▶ [Data for this exercise]
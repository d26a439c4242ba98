use orrery_math::{ObjectId, RawBounds};
use serde::{Deserialize, Serialize};

use crate::frustum::{Frustum, Intersection};

/// An object submitted for culling.
#[derive(Clone, Debug, PartialEq, Serialize, Deserialize)]
pub struct CullObject {
    pub id: ObjectId,
    #[serde(default)]
    pub bounds: Option<RawBounds>,
}

impl CullObject {
    pub fn new(id: impl Into<ObjectId>, bounds: RawBounds) -> Self {
        Self {
            id: id.into(),
            bounds: Some(bounds),
        }
    }
}

/// Partition of a culling batch.
#[derive(Clone, Debug, Default, PartialEq, Serialize, Deserialize)]
pub struct CullOutcome {
    pub visible: Vec<ObjectId>,
    pub culled: Vec<ObjectId>,
}

/// Partition `objects` into visible and culled ids, preserving input order.
///
/// Every object with valid bounds lands in exactly one list. Objects with
/// missing or invalid bounds land in neither.
pub fn cull_batch(frustum: &Frustum, objects: &[CullObject]) -> CullOutcome {
    let mut outcome = CullOutcome::default();
    let mut skipped = 0usize;
    let mut straddling = 0usize;

    for object in objects {
        let Some(Ok(aabb)) = object.bounds.map(|b| b.to_aabb()) else {
            skipped += 1;
            continue;
        };
        match frustum.classify(&aabb) {
            Intersection::Outside => outcome.culled.push(object.id.clone()),
            Intersection::Intersecting => {
                straddling += 1;
                outcome.visible.push(object.id.clone());
            }
            Intersection::Inside => outcome.visible.push(object.id.clone()),
        }
    }

    if skipped > 0 {
        tracing::debug!(skipped, total = objects.len(), "culling skipped objects with invalid bounds");
    }
    tracing::trace!(
        visible = outcome.visible.len(),
        straddling,
        culled = outcome.culled.len(),
        "culled batch"
    );
    outcome
}
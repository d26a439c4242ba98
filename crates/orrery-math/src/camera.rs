//! Camera and viewport state supplied by the navigation layer each query.

use glam::DVec3;
use serde::{Deserialize, Serialize};

/// Camera or viewport values the projection cannot work with.
#[derive(Debug, Clone, Copy, PartialEq, thiserror::Error)]
pub enum CameraError {
    /// Field of view must lie strictly between 0 and 180 degrees.
    #[error("field of view {0} degrees is outside (0, 180)")]
    FieldOfView(f64),

    /// Camera position has a NaN or infinite component.
    #[error("camera position is not finite")]
    NonFinitePosition,

    /// Viewport has a zero dimension.
    #[error("viewport {width}x{height} has a zero dimension")]
    EmptyViewport { width: u32, height: u32 },

    /// A height-only query was given a zero height.
    #[error("viewport height is zero")]
    ZeroViewportHeight,
}

/// Camera pose as needed by the error estimator.
///
/// Owned by the camera collaborator and passed by value; nothing in the
/// core mutates it.
#[derive(Debug, Clone, Copy, PartialEq, Serialize, Deserialize)]
#[serde(rename_all = "camelCase")]
pub struct CameraState {
    /// World-space position, serialized as `{x, y, z}`.
    #[serde(with = "crate::xyz")]
    pub position: DVec3,
    /// Vertical field of view in degrees.
    pub field_of_view_degrees: f64,
}

impl CameraState {
    pub fn new(position: DVec3, field_of_view_degrees: f64) -> Self {
        Self {
            position,
            field_of_view_degrees,
        }
    }

    /// Check the pose can drive a perspective projection.
    pub fn validate(&self) -> Result<(), CameraError> {
        if !self.position.is_finite() {
            return Err(CameraError::NonFinitePosition);
        }
        let fov = self.field_of_view_degrees;
        if !(fov > 0.0 && fov < 180.0) {
            return Err(CameraError::FieldOfView(fov));
        }
        Ok(())
    }

    /// Vertical field of view in radians.
    pub fn fov_radians(&self) -> f64 {
        self.field_of_view_degrees.to_radians()
    }

    /// Pixels per unit of (world size / distance) for a pinhole camera:
    /// `viewport_height / (2 * tan(fov / 2))`.
    pub fn projection_scale(&self, viewport_height: f64) -> f64 {
        viewport_height / (2.0 * (self.fov_radians() * 0.5).tan())
    }
}

/// Render target size in pixels.
#[derive(Debug, Clone, Copy, PartialEq, Eq, Serialize, Deserialize)]
pub struct Viewport {
    pub width: u32,
    pub height: u32,
}

impl Viewport {
    /// Create a viewport, rejecting zero dimensions.
    pub fn new(width: u32, height: u32) -> Result<Self, CameraError> {
        if width == 0 || height == 0 {
            return Err(CameraError::EmptyViewport { width, height });
        }
        Ok(Self { width, height })
    }

    pub fn aspect_ratio(&self) -> f64 {
        self.width as f64 / self.height as f64
    }
}
//! Uniform hash grid for proximity queries over scene objects.

mod grid;

pub use grid::{CellCoord, GridEntry, GridError, SpatialGrid};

▶ [Task objective] Each entry needs to be written out again, exactly as given.

▶ [Problem solution]
repository d26a439c4242ba98
use orrery_math::{ObjectId, RawBounds};
use serde::{Deserialize, Serialize};

use crate::frustum::{Frustum, Intersection};

/// An object submitted for culling.
#[derive(Clone, Debug, PartialEq, Serialize, Deserialize)]
pub struct CullObject {
    pub id: ObjectId,
    #[serde(default)]
    pub bounds: Option<RawBounds>,
}

impl CullObject {
    pub fn new(id: impl Into<ObjectId>, bounds: RawBounds) -> Self {
        Self {
            id: id.into(),
            bounds: Some(bounds),
        }
    }
}

/// Partition of a culling batch.
#[derive(Clone, Debug, Default, PartialEq, Serialize, Deserialize)]
pub struct CullOutcome {
    pub visible: Vec<ObjectId>,
    pub culled: Vec<ObjectId>,
}

/// Partition `objects` into visible and culled ids, preserving input order.
///
/// Every object with valid bounds lands in exactly one list. Objects with
/// missing or invalid bounds land in neither.
pub fn cull_batch(frustum: &Frustum, objects: &[CullObject]) -> CullOutcome {
    let mut outcome = CullOutcome::default();
    let mut skipped = 0usize;
    let mut straddling = 0usize;

    for object in objects {
        let Some(Ok(aabb)) = object.bounds.map(|b| b.to_aabb()) else {
            skipped += 1;
            continue;
        };
        match frustum.classify(&aabb) {
            Intersection::Outside => outcome.culled.push(object.id.clone()),
            Intersection::Intersecting => {
                straddling += 1;
                outcome.visible.push(object.id.clone());
            }
            Intersection::Inside => outcome.visible.push(object.id.clone()),
        }
    }

    if skipped > 0 {
        tracing::debug!(skipped, total = objects.len(), "culling skipped objects with invalid bounds");
    }
    tracing::trace!(
        visible = outcome.visible.len(),
        straddling,
        culled = outcome.culled.len(),
        "culled batch"
    );
    outcome
}
repository d26a439c4242ba98
filename crates/orrery-math/src/camera.rs
//! Camera and viewport state supplied by the navigation layer each query.

use glam::DVec3;
use serde::{Deserialize, Serialize};

/// Camera or viewport values the projection cannot work with.
#[derive(Debug, Clone, Copy, PartialEq, thiserror::Error)]
pub enum CameraError {
    /// Field of view must lie strictly between 0 and 180 degrees.
    #[error("field of view {0} degrees is outside (0, 180)")]
    FieldOfView(f64),

    /// Camera position has a NaN or infinite component.
    #[error("camera position is not finite")]
    NonFinitePosition,

    /// Viewport has a zero dimension.
    #[error("viewport {width}x{height} has a zero dimension")]
    EmptyViewport { width: u32, height: u32 },

    /// A height-only query was given a zero height.
    #[error("viewport height is zero")]
    ZeroViewportHeight,
}

/// Camera pose as needed by the error estimator.
///
/// Owned by the camera collaborator and passed by value; nothing in the
/// core mutates it.
#[derive(Debug, Clone, Copy, PartialEq, Serialize, Deserialize)]
#[serde(rename_all = "camelCase")]
pub struct CameraState {
    /// World-space position, serialized as `{x, y, z}`.
    #[serde(with = "crate::xyz")]
    pub position: DVec3,
    /// Vertical field of view in degrees.
    pub field_of_view_degrees: f64,
}

impl CameraState {
    pub fn new(position: DVec3, field_of_view_degrees: f64) -> Self {
        Self {
            position,
            field_of_view_degrees,
        }
    }

    /// Check the pose can drive a perspective projection.
    pub fn validate(&self) -> Result<(), CameraError> {
        if !self.position.is_finite() {
            return Err(CameraError::NonFinitePosition);
        }
        let fov = self.field_of_view_degrees;
        if !(fov > 0.0 && fov < 180.0) {
            return Err(CameraError::FieldOfView(fov));
        }
        Ok(())
    }

    /// Vertical field of view in radians.
    pub fn fov_radians(&self) -> f64 {
        self.field_of_view_degrees.to_radians()
    }

    /// Pixels per unit of (world size / distance) for a pinhole camera:
    /// `viewport_height / (2 * tan(fov / 2))`.
    pub fn projection_scale(&self, viewport_height: f64) -> f64 {
        viewport_height / (2.0 * (self.fov_radians() * 0.5).tan())
    }
}

/// Render target size in pixels.
#[derive(Debug, Clone, Copy, PartialEq, Eq, Serialize, Deserialize)]
pub struct Viewport {
    pub width: u32,
    pub height: u32,
}

impl Viewport {
    /// Create a viewport, rejecting zero dimensions.
    pub fn new(width: u32, height: u32) -> Result<Self, CameraError> {
        if width == 0 || height == 0 {
            return Err(CameraError::EmptyViewport { width, height });
        }
        Ok(Self { width, height })
    }

    pub fn aspect_ratio(&self) -> f64 {
        self.width as f64 / self.height as f64
    }
}
//! Uniform hash grid for proximity queries over scene objects.

mod grid;

pub use grid::{CellCoord, GridEntry, GridError, SpatialGrid};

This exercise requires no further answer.